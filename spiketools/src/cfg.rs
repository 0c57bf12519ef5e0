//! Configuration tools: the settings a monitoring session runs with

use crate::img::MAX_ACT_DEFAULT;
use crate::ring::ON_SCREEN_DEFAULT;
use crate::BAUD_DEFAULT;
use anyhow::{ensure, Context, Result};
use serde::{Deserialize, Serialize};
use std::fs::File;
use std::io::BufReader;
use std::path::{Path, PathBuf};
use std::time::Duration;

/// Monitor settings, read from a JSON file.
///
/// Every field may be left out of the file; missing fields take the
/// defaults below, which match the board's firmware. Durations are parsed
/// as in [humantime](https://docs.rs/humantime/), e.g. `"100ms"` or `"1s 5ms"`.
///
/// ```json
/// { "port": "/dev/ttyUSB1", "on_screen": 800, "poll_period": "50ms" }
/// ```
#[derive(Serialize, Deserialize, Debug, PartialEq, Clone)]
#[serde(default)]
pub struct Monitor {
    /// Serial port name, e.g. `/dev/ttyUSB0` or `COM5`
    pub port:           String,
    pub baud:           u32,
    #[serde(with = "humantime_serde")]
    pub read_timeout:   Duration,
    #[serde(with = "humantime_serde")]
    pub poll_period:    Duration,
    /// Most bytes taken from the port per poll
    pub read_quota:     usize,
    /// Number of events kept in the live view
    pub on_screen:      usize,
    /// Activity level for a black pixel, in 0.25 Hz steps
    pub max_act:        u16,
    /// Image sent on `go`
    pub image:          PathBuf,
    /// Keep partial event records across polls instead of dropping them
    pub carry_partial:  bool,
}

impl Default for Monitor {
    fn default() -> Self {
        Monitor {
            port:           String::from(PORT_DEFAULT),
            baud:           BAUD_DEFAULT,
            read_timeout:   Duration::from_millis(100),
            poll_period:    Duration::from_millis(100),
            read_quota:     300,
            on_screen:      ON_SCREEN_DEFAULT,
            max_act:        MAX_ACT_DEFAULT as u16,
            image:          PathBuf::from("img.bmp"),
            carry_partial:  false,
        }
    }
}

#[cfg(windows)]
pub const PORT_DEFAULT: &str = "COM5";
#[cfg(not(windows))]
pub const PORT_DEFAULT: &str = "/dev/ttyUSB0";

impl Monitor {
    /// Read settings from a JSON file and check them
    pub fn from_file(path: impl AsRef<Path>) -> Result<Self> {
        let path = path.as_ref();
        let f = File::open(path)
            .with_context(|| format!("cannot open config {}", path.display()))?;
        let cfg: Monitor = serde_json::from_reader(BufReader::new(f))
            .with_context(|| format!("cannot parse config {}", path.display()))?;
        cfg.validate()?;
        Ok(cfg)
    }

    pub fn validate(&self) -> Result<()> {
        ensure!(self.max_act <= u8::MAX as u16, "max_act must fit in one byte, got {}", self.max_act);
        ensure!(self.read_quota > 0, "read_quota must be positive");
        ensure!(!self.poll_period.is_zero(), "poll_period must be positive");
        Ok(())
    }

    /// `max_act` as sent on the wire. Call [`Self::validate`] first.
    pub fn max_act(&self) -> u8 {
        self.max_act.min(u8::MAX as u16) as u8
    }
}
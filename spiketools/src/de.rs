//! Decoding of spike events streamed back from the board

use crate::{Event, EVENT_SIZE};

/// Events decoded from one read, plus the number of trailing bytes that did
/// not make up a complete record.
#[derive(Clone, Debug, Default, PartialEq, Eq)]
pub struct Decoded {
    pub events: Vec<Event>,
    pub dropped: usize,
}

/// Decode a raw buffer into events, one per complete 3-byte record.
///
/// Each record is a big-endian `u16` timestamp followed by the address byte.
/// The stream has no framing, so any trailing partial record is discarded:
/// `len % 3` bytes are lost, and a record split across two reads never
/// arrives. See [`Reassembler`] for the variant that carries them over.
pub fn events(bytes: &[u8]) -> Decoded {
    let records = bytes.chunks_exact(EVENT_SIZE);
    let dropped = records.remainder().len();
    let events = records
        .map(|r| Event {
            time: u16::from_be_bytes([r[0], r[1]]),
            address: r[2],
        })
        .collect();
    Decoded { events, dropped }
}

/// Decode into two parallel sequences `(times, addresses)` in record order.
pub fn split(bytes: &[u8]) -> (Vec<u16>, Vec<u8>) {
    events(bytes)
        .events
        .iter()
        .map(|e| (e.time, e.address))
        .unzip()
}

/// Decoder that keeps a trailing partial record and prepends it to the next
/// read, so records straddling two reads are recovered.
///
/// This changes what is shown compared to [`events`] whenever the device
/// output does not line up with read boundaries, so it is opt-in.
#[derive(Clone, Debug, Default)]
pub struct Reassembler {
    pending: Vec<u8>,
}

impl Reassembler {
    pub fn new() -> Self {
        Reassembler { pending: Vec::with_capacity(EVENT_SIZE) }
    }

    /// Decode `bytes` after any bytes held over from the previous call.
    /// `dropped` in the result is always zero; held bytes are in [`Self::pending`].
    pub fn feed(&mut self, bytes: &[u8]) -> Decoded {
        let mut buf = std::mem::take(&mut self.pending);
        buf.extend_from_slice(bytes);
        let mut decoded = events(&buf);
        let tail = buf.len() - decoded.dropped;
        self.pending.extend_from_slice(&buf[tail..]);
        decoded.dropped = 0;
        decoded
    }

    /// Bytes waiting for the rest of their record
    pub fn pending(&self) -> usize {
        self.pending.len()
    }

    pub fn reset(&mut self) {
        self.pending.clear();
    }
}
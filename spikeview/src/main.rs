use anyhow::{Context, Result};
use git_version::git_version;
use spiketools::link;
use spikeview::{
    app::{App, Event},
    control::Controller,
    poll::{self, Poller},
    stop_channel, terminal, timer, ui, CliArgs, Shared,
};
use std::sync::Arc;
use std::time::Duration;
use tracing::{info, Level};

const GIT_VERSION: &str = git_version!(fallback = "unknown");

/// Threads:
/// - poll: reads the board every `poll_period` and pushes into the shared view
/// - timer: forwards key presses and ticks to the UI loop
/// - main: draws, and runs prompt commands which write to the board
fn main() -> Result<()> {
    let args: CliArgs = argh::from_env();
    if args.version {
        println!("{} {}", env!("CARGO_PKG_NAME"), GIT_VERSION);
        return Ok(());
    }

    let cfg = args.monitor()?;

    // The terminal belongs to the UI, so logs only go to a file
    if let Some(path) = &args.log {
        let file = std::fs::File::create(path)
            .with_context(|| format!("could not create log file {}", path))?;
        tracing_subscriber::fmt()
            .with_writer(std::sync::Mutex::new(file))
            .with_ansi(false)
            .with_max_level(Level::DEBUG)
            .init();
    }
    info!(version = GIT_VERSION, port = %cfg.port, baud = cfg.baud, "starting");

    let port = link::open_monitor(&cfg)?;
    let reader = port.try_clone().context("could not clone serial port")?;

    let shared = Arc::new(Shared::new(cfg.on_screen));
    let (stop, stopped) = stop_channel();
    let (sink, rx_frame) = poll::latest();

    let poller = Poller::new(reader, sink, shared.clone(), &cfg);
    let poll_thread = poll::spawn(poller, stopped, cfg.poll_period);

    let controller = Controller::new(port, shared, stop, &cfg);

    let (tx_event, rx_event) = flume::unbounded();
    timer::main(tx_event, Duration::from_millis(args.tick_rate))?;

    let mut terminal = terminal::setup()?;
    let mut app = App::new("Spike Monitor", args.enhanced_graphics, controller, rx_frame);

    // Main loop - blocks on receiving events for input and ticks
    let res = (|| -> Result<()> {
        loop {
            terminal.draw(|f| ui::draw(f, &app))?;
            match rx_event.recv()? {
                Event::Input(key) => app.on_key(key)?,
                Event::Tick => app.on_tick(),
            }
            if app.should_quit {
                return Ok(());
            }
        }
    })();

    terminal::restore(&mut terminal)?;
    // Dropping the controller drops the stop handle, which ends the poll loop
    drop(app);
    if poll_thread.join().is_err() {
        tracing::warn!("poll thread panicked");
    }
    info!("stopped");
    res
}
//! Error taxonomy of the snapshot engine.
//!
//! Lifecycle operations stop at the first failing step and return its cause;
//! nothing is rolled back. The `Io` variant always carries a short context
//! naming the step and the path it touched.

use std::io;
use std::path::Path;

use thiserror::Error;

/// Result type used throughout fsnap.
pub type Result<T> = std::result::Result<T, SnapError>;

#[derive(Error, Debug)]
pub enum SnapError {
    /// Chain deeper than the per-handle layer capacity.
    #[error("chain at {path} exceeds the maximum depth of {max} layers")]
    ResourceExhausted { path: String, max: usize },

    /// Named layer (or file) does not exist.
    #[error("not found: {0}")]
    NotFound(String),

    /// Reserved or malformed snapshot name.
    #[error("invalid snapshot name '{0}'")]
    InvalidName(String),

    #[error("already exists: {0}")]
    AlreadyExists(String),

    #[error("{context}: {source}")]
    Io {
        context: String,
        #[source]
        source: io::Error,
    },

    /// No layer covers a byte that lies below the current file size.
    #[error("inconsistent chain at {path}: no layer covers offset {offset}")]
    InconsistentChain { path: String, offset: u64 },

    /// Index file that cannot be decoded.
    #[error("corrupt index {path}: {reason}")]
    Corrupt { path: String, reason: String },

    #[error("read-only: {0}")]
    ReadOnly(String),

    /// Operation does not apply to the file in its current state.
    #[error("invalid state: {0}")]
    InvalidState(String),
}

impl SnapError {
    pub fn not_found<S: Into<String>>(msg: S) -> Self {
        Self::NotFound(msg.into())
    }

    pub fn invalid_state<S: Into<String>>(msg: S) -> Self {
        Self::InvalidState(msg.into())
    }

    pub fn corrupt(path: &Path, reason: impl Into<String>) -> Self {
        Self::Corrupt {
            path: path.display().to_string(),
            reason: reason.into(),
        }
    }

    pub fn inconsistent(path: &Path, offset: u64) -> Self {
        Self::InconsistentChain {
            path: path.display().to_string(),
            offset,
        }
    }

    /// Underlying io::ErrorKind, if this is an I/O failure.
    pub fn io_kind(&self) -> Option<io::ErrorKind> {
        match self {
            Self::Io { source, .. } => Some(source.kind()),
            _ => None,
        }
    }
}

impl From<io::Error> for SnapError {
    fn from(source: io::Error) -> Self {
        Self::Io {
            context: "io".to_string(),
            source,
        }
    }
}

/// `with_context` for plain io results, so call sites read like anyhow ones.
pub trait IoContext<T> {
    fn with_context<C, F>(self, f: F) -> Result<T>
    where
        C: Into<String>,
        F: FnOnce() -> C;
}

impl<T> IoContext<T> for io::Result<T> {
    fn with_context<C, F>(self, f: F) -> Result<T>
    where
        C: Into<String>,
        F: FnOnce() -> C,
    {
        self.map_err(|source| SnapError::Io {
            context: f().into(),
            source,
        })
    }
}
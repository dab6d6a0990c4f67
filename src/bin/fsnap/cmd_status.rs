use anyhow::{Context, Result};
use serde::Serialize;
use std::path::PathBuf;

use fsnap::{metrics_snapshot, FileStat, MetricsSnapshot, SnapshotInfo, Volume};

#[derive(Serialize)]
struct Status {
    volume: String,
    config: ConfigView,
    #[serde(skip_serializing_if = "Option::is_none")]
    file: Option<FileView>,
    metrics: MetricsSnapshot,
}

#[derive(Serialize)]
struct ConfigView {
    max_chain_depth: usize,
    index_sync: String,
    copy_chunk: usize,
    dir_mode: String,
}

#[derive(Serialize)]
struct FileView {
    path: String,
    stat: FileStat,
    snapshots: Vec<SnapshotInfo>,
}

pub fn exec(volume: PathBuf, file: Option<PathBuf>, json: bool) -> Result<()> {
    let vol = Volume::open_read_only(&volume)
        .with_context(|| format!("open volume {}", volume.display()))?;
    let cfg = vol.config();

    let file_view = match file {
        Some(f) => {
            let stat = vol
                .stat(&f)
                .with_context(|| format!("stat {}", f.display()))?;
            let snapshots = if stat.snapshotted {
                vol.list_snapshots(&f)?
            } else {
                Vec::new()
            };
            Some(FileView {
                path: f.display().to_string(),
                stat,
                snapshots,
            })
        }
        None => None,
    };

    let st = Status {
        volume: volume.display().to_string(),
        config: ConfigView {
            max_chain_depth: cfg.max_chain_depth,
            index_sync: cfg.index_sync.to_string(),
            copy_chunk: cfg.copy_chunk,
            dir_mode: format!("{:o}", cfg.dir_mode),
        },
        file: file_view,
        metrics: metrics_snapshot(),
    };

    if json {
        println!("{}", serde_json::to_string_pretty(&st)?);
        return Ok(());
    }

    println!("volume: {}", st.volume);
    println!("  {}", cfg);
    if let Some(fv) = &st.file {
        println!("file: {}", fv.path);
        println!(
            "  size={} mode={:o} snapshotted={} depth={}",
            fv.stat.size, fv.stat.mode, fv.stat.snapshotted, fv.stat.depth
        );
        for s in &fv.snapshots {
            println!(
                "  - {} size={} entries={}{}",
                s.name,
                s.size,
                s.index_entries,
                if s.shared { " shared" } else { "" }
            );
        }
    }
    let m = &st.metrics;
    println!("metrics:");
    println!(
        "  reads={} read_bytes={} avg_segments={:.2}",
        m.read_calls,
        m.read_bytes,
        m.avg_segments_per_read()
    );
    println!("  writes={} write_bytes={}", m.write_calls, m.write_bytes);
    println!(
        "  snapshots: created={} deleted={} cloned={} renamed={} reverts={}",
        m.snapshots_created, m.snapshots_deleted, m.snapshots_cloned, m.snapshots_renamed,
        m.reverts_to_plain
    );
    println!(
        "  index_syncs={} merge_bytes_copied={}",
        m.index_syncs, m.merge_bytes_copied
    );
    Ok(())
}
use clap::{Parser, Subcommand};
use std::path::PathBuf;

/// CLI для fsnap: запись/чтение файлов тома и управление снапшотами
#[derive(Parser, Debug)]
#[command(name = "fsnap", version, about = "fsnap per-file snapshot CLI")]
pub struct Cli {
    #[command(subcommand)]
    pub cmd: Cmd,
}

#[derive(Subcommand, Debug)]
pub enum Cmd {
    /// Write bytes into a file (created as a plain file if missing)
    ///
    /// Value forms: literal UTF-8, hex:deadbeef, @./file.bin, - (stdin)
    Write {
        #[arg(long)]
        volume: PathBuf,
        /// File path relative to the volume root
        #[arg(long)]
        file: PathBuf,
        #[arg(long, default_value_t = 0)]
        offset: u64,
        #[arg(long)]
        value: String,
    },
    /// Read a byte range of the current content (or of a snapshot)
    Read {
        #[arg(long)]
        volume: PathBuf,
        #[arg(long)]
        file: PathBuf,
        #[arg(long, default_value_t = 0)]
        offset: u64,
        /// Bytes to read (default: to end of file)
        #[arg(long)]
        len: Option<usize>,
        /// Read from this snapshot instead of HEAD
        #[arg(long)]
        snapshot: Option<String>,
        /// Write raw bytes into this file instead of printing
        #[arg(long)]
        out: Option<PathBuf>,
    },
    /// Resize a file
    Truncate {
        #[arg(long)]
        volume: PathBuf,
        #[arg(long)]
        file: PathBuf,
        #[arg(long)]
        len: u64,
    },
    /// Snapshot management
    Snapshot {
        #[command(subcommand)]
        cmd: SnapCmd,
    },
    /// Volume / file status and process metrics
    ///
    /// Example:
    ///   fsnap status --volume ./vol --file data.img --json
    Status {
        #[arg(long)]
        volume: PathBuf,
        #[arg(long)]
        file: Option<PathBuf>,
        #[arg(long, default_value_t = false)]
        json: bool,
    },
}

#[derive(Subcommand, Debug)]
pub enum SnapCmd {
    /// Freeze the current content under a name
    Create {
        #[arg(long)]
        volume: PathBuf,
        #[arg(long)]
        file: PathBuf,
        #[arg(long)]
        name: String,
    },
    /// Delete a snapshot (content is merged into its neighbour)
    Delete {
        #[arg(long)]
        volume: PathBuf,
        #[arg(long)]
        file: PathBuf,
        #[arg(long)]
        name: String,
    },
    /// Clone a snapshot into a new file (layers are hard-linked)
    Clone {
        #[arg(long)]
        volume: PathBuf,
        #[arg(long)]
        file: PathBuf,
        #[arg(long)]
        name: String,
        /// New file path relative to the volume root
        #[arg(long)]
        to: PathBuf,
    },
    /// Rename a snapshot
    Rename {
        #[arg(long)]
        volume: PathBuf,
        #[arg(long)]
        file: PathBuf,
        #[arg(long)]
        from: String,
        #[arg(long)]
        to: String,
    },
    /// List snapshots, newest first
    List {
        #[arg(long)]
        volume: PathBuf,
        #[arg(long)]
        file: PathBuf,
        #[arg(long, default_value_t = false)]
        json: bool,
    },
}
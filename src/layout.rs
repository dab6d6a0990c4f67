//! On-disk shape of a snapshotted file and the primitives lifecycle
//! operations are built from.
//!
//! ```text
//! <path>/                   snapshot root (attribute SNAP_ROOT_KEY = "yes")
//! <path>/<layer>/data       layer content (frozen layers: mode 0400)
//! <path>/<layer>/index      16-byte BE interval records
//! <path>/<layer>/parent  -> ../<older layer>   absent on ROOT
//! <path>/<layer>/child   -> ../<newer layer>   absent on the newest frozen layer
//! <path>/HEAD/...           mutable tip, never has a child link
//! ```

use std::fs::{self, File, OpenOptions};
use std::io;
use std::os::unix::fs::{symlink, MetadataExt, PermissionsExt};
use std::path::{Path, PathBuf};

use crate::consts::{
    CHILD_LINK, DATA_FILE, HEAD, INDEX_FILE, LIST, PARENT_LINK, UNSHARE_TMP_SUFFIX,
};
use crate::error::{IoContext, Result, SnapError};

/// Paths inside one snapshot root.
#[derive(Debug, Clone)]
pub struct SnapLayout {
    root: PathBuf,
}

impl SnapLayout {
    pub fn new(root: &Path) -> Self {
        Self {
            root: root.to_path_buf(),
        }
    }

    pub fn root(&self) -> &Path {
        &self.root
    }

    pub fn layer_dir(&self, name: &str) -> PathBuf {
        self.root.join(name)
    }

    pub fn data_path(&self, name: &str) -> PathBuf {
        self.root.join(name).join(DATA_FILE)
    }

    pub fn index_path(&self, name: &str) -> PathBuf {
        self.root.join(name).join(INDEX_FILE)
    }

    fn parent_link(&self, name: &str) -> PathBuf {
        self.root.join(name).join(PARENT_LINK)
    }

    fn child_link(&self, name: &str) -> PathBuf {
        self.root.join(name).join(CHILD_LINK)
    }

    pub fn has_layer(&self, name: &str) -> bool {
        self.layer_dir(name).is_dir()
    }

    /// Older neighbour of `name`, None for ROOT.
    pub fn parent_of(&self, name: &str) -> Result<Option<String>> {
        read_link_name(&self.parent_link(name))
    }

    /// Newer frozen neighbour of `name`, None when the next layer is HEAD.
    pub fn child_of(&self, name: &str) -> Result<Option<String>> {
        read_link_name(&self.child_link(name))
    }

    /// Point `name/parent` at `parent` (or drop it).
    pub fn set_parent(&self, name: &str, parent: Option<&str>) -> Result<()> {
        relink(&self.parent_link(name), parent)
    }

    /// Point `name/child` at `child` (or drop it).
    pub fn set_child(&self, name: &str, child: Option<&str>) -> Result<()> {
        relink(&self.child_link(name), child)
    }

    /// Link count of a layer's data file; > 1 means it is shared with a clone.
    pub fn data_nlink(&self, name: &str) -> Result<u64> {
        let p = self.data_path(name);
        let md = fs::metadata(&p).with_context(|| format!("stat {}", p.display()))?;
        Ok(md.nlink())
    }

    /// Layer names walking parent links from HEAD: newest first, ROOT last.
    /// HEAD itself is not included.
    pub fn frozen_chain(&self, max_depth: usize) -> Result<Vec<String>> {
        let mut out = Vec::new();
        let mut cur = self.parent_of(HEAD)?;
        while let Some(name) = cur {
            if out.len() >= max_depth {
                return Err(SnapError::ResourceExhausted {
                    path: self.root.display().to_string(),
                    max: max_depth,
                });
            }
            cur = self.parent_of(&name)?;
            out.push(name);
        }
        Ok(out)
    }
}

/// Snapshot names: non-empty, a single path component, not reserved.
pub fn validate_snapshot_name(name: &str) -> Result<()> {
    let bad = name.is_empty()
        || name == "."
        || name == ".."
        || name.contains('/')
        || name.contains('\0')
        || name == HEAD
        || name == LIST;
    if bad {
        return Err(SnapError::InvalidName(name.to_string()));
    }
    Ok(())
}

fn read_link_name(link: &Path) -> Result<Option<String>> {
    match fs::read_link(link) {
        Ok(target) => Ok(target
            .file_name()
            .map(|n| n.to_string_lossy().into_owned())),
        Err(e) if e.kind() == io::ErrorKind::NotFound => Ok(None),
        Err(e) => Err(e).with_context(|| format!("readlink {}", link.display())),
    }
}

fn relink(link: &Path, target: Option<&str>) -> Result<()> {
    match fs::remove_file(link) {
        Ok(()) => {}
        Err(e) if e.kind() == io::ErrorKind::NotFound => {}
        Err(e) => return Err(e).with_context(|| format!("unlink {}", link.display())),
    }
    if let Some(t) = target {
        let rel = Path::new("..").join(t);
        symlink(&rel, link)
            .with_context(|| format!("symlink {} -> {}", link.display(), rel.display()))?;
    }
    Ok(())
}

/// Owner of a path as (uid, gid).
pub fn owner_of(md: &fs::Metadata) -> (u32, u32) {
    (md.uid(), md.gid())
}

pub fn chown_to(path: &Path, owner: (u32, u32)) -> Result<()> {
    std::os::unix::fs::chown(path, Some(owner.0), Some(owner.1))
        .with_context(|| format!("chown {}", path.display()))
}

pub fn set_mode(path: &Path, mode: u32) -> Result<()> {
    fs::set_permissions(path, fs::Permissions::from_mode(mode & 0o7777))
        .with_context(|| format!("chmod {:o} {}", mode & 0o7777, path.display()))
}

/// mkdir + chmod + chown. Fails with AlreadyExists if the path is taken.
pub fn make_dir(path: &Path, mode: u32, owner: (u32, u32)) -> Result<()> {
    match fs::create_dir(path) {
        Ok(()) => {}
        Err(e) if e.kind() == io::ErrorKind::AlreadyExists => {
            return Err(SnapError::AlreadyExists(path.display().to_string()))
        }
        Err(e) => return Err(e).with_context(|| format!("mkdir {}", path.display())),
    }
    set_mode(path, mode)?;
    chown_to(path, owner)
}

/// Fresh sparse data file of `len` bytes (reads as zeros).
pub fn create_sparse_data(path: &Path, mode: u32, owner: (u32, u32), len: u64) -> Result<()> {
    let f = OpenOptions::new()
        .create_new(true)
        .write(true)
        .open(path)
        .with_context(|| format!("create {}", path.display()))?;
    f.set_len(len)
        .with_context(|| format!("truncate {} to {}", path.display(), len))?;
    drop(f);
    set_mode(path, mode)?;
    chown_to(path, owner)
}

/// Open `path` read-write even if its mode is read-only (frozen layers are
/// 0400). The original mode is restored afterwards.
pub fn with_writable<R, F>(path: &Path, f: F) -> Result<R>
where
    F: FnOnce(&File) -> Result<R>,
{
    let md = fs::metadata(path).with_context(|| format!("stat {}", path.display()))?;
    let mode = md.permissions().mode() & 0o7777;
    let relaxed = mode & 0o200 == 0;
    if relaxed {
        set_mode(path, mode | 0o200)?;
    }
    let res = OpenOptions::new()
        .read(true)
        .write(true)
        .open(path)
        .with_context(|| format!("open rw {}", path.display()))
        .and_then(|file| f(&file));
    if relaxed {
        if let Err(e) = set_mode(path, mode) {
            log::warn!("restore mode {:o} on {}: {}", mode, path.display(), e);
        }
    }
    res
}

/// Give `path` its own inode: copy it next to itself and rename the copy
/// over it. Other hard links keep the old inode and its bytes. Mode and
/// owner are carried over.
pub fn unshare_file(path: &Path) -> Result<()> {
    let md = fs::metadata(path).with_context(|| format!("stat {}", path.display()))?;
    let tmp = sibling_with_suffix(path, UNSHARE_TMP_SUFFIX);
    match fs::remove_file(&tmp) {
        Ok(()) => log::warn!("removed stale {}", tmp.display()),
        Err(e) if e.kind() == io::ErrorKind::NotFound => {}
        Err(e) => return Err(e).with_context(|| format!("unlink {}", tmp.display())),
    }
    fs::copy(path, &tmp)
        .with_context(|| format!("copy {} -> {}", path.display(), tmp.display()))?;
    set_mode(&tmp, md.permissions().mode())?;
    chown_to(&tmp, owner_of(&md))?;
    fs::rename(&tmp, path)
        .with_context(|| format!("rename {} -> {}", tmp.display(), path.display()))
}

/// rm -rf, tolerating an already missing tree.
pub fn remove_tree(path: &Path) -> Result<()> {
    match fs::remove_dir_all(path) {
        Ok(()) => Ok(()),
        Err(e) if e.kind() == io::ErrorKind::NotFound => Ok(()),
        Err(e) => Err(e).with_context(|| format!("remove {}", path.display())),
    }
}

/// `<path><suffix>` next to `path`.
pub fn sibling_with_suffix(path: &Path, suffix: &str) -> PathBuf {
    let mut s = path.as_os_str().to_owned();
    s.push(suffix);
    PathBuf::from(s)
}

____

• Exercise objective
Find each line holding the string "hard" in the listing above, then copy it.

• Answer area
    /// Clone a snapshot into a new file (layers are hard-linked)
/// over it. Other hard links keep the old inode and its bytes. Mode and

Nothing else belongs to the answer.